In the unlikely event that you have never come across a GoPro, it looks like a tiny (~105g), compact stills camera. Supplied with the camera is a waterproof (to a claimed 60m) clear, plastic housing and a variety of mounting options. Without its armour, the Hero is most definitely not rugged – the lens protrudes from the front of the unit and is very easily damaged. That means that, although there are audio inputs (on a stereo, 3.5mm jack, as well as a built in mic) and, on the Hero2, an HMDI output, you probably won’t use them ‘in the field’. With the case, the weight goes up to about 200g, and there is a stereo 3D case which allows you to mount two Heros side-by-side. There are just two buttons – one a power/mode button and the other the select/record button – and the Li-Ion battery, which slots into the back, will power the unit for a good couple of hours. As standard, there is no viewfinder of any kind, though there is an optional LCD back, which comes with an extension for the housing so you don’t lose any of the ruggedness. The mini-HDMI output could be used for monitoring if, for some reason, you were using a GoPro Hero 2 without its case. In February there will be a back that will stream video over Wi-Fi, along with a smartphone app to view and control the camera – that should be fun (now, where is my quadrocopter?).
The ‘Outdoor Edition’ kit supplied for review includes a couple of different straps for mounting the camera, as well as several self-adhesive pads and a 3-way pivot arm. There is also a ‘Motorsports Edition’, with a suction cup mount, and a ‘Surf Edition’ with surfboard mounts and a high-visibility version of the waterproof case that will float.
The Hero 2 brings a variety of improvements to the original Hero, though the form factor – very sensibly – remains unchanged. Most importantly, it means that the vast range of accessories that exist for the Hero will also fit the Hero 2.
With the original Hero, you needed to remember a series of three digit codes corresponding to the various operating modes of the camera. The new LCD on the Hero 2 has a much better user interface, giving you icons for each mode and real text for resolution, frame rate and so on, plus it includes red record LEDs on the top, front, back and bottom of the case. The Hero 2 also features a new 11M pixel sensor, up from 5MP in the original, and GoPro claim 2x the resolution from a new lens. The new sensor allows the Hero 2 to vary the effective field of view of the lens, so you get 170˚, 127˚ or 90˚ at both 1080p and 720p. The sensor will record up to 120fps at 848x480 resolution and you can shoot stills at 11MP, 8MP or 5MP. There is a faster image processor to handle all these extra pixels, and slightly more flexible timelapse – a feature I love in a weatherproof camera.
The camera records ‘GoPro AVC’ H.264 at about 15Mb/s (1080p) to SDHC cards of up to 32GByte capacity. Post-production, therefore, generally requires conversion of these files. GoPro provide a utility to convert to CineForm, but it’s pretty slow, so I stick with either MPEGStreamClip or Compressor to get the files into editable format – usually ProRes 422 for FCP.

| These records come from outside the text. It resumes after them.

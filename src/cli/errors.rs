//! CLI-specific error types
//!
//! Every CLI error ends the process with a non-zero exit. `code()` gives a
//! stable string scripts can match on.

use std::io;
use std::path::PathBuf;

use thiserror::Error;

use crate::store::StoreError;

/// CLI result type
pub type CliResult<T> = Result<T, CliError>;

#[derive(Debug, Error)]
pub enum CliError {
    /// Config file missing, malformed or rejected
    #[error("{0}")]
    Config(String),

    /// `init` found a sheet already in place
    #[error("client sheet already exists at {}", .0.display())]
    AlreadyInitialized(PathBuf),

    #[error(transparent)]
    Store(#[from] StoreError),

    /// Runtime or listener failure in `serve`
    #[error("{0}")]
    Boot(String),

    /// Writing the JSON report to stdout failed
    #[error("failed to write output: {0}")]
    Output(#[from] io::Error),

    #[error("failed to encode output: {0}")]
    Encode(#[from] serde_json::Error),
}

impl CliError {
    pub fn code(&self) -> &'static str {
        match self {
            CliError::Config(_) => "CLIENTSHEET_CONFIG_ERROR",
            CliError::AlreadyInitialized(_) => "CLIENTSHEET_ALREADY_INITIALIZED",
            CliError::Store(_) => "CLIENTSHEET_STORE_FAILED",
            CliError::Boot(_) => "CLIENTSHEET_BOOT_FAILED",
            CliError::Output(_) | CliError::Encode(_) => "CLIENTSHEET_IO_ERROR",
        }
    }
}
//! Client HTTP Routes
//!
//! CRUD, search, and validation views over the client sheet.
//!
//! Store calls block on file I/O, so every handler runs them on tokio's
//! blocking pool.

use std::sync::Arc;

use axum::{
    extract::{Path, Query, State},
    http::StatusCode,
    routing::get,
    Json, Router,
};
use serde::{Deserialize, Serialize};

use super::errors::{ApiError, ApiResult};
use crate::model::{AnnotatedClient, Client};
use crate::query::ClientQuery;
use crate::store::{StoreError, StoreResult};

// ==================
// Shared State
// ==================

/// Client state shared across handlers
pub struct ClientsState {
    pub query: ClientQuery,
}

impl ClientsState {
    pub fn new(query: ClientQuery) -> Self {
        Self { query }
    }
}

// ==================
// Request/Response Types
// ==================

#[derive(Debug, Deserialize)]
pub struct SearchQuery {
    #[serde(default)]
    pub q: Option<String>,
}

impl SearchQuery {
    /// The search term; absent and empty are both rejected
    fn term(self) -> ApiResult<String> {
        match self.q {
            Some(q) if !q.is_empty() => Ok(q),
            _ => Err(ApiError::MissingParam("q".to_string())),
        }
    }
}

#[derive(Debug, Serialize)]
pub struct MessageResponse {
    pub message: String,
}

impl MessageResponse {
    fn new(message: impl Into<String>) -> Json<Self> {
        Json(Self {
            message: message.into(),
        })
    }
}

// ==================
// Client Routes
// ==================

/// Create client routes
pub fn client_routes(state: Arc<ClientsState>) -> Router {
    Router::new()
        .route("/clients", get(list_clients_handler).post(create_client_handler))
        .route("/clients/search", get(search_clients_handler))
        .route(
            "/clients/:key",
            get(get_client_handler)
                .put(update_client_handler)
                .delete(delete_client_handler),
        )
        // Validation views
        .route("/clients/validation/all", get(list_annotated_handler))
        .route("/clients/validation/errors", get(list_with_errors_handler))
        .route("/clients/validation/search", get(search_annotated_handler))
        .with_state(state)
}

// ==================
// Helper Functions
// ==================

/// Run a store call on the blocking pool
async fn blocking<T, F>(state: &Arc<ClientsState>, op: F) -> ApiResult<T>
where
    F: FnOnce(&ClientQuery) -> StoreResult<T> + Send + 'static,
    T: Send + 'static,
{
    let state = Arc::clone(state);
    tokio::task::spawn_blocking(move || op(&state.query))
        .await
        .map_err(|e| ApiError::Internal(e.to_string()))?
        .map_err(ApiError::from)
}

// ==================
// CRUD Handlers
// ==================

async fn list_clients_handler(
    State(state): State<Arc<ClientsState>>,
) -> ApiResult<Json<Vec<Client>>> {
    let clients = blocking(&state, |q| q.store().list_all()).await?;
    Ok(Json(clients))
}

async fn search_clients_handler(
    State(state): State<Arc<ClientsState>>,
    Query(query): Query<SearchQuery>,
) -> ApiResult<Json<Vec<Client>>> {
    let term = query.term()?;
    let clients = blocking(&state, move |q| q.search(&term)).await?;
    Ok(Json(clients))
}

async fn get_client_handler(
    State(state): State<Arc<ClientsState>>,
    Path(key): Path<String>,
) -> ApiResult<Json<Client>> {
    let lookup = key.clone();
    let client = blocking(&state, move |q| q.store().find_by_key(&lookup)).await?;
    client
        .map(Json)
        .ok_or_else(|| ApiError::Store(StoreError::NotFound(key)))
}

async fn create_client_handler(
    State(state): State<Arc<ClientsState>>,
    Json(client): Json<Client>,
) -> ApiResult<(StatusCode, Json<MessageResponse>)> {
    state.query.validator().check(&client)?;
    blocking(&state, move |q| q.store().create(&client)).await?;
    Ok((StatusCode::CREATED, MessageResponse::new("Client created")))
}

async fn update_client_handler(
    State(state): State<Arc<ClientsState>>,
    Path(key): Path<String>,
    Json(client): Json<Client>,
) -> ApiResult<Json<MessageResponse>> {
    state.query.validator().check(&client)?;
    blocking(&state, move |q| q.store().update(&key, &client)).await?;
    Ok(MessageResponse::new("Client updated"))
}

async fn delete_client_handler(
    State(state): State<Arc<ClientsState>>,
    Path(key): Path<String>,
) -> ApiResult<Json<MessageResponse>> {
    blocking(&state, move |q| q.store().delete(&key)).await?;
    Ok(MessageResponse::new("Client deleted"))
}

// ==================
// Validation Handlers
// ==================

async fn list_annotated_handler(
    State(state): State<Arc<ClientsState>>,
) -> ApiResult<Json<Vec<AnnotatedClient>>> {
    let clients = blocking(&state, |q| q.list_annotated()).await?;
    Ok(Json(clients))
}

async fn list_with_errors_handler(
    State(state): State<Arc<ClientsState>>,
) -> ApiResult<Json<Vec<AnnotatedClient>>> {
    let clients = blocking(&state, |q| q.list_only_with_errors()).await?;
    Ok(Json(clients))
}

async fn search_annotated_handler(
    State(state): State<Arc<ClientsState>>,
    Query(query): Query<SearchQuery>,
) -> ApiResult<Json<Vec<AnnotatedClient>>> {
    let term = query.term()?;
    let clients = blocking(&state, move |q| q.search_annotated(&term)).await?;
    Ok(Json(clients))
}

#[cfg(test)]
mod tests {
    use super::*;

    #[test]
    fn test_search_term_required() {
        assert!(SearchQuery { q: None }.term().is_err());
        assert!(SearchQuery { q: Some(String::new()) }.term().is_err());
        assert_eq!(SearchQuery { q: Some("ana".into()) }.term().unwrap(), "ana");
    }
}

The picture quality is noticeably improved over the original Hero, though it is still hardly cutting edge. Resolution is better and the colour handling is much better – the original camera’s images were pretty contrasty and over-saturated. Low light performance is also slightly better, though it’s worth noting that you need plenty of light to get the best pictures from this camera. Ultimate image quality isn’t what the GoPro is about, of course, but these improvements are very welcome. Coupled with the new user interface and the increased flexibility from the field of view features, this is a really fantastic update to a really cute little camera – a camera that should really be in almost everyone’s arsenal. You don’t have to hurl yourself from an aircraft dressed like a flying squirrel to find a use for the GoPro Hero 2 – I just tied one to a toddler for an hour of most entertaining footage.